Records drawn from a dataset
================================
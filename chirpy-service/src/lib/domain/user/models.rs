use std::fmt;
use std::str::FromStr;

use chrono::DateTime;
use chrono::Utc;
use uuid::Uuid;

use crate::user::errors::EmailError;
use crate::user::errors::UserIdError;

/// User aggregate entity.
///
/// `Debug` output omits the password hash so a user can be logged safely.
#[derive(Clone)]
pub struct User {
    pub id: UserId,
    pub email: EmailAddress,
    pub password_hash: String,
    pub is_chirpy_red: bool,
    pub created_at: DateTime<Utc>,
    pub updated_at: DateTime<Utc>,
}

impl fmt::Debug for User {
    fn fmt(&self, f: &mut fmt::Formatter<'_>) -> fmt::Result {
        f.debug_struct("User")
            .field("id", &self.id)
            .field("email", &self.email)
            .field("is_chirpy_red", &self.is_chirpy_red)
            .field("created_at", &self.created_at)
            .field("updated_at", &self.updated_at)
            .finish_non_exhaustive()
    }
}

/// User unique identifier type
#[derive(Debug, Clone, Copy, PartialEq, Eq, Hash)]
pub struct UserId(pub Uuid);

impl UserId {
    /// Generate a new random user ID.
    ///
    /// # Returns
    /// UserId with random UUID v4
    pub fn new() -> Self {
        Self(Uuid::new_v4())
    }

    /// Parse a user ID from string.
    ///
    /// # Arguments
    /// * `s` - UUID string to parse
    ///
    /// # Returns
    /// Parsed UserId
    ///
    /// # Errors
    /// * `InvalidFormat` - String is not a valid UUID
    pub fn from_string(s: &str) -> Result<Self, UserIdError> {
        Uuid::parse_str(s)
            .map(UserId)
            .map_err(|e| UserIdError::InvalidFormat(e.to_string()))
    }
}

impl Default for UserId {
    fn default() -> Self {
        Self::new()
    }
}

impl From<Uuid> for UserId {
    fn from(uuid: Uuid) -> Self {
        Self(uuid)
    }
}

impl fmt::Display for UserId {
    fn fmt(&self, f: &mut fmt::Formatter<'_>) -> fmt::Result {
        self.0.fmt(f)
    }
}

/// Email address type
///
/// Validates email format using RFC 5322 compliant parser.
#[derive(Debug, Clone, PartialEq, Eq)]
pub struct EmailAddress(String);

impl EmailAddress {
    /// Create a new validated email address.
    ///
    /// # Arguments
    /// * `email` - Raw email string
    ///
    /// # Returns
    /// Validated EmailAddress value object
    ///
    /// # Errors
    /// * `Empty` - No email given
    /// * `InvalidFormat` - Email does not conform to RFC 5322
    pub fn new(email: String) -> Result<Self, EmailError> {
        if email.trim().is_empty() {
            return Err(EmailError::Empty);
        }

        email_address::EmailAddress::from_str(&email)
            .map(|_| EmailAddress(email))
            .map_err(|e| EmailError::InvalidFormat(e.to_string()))
    }

    /// Get email as string slice.
    pub fn as_str(&self) -> &str {
        &self.0
    }
}

impl fmt::Display for EmailAddress {
    fn fmt(&self, f: &mut fmt::Formatter<'_>) -> fmt::Result {
        self.0.fmt(f)
    }
}

/// Command to create a new user with domain types
#[derive(Debug)]
pub struct CreateUserCommand {
    pub email: EmailAddress,
    pub password: String,
}

impl CreateUserCommand {
    /// Construct a new create user command.
    ///
    /// # Arguments
    /// * `email` - Validated email address
    /// * `password` - Plain text password (will be hashed by service)
    pub fn new(email: EmailAddress, password: String) -> Self {
        Self { email, password }
    }
}

/// Command replacing a user's email and password together.
#[derive(Debug)]
pub struct UpdateCredentialsCommand {
    pub email: EmailAddress,
    pub password: String,
}
pub mod chirp;
pub mod session;
pub mod user;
================================
> **What to work on**
Scan the lines above, and whenever one holds the string "crate", copy it.

> **Answer to this exercise**
use crate::user::errors::EmailError;
use crate::user::errors::UserIdError;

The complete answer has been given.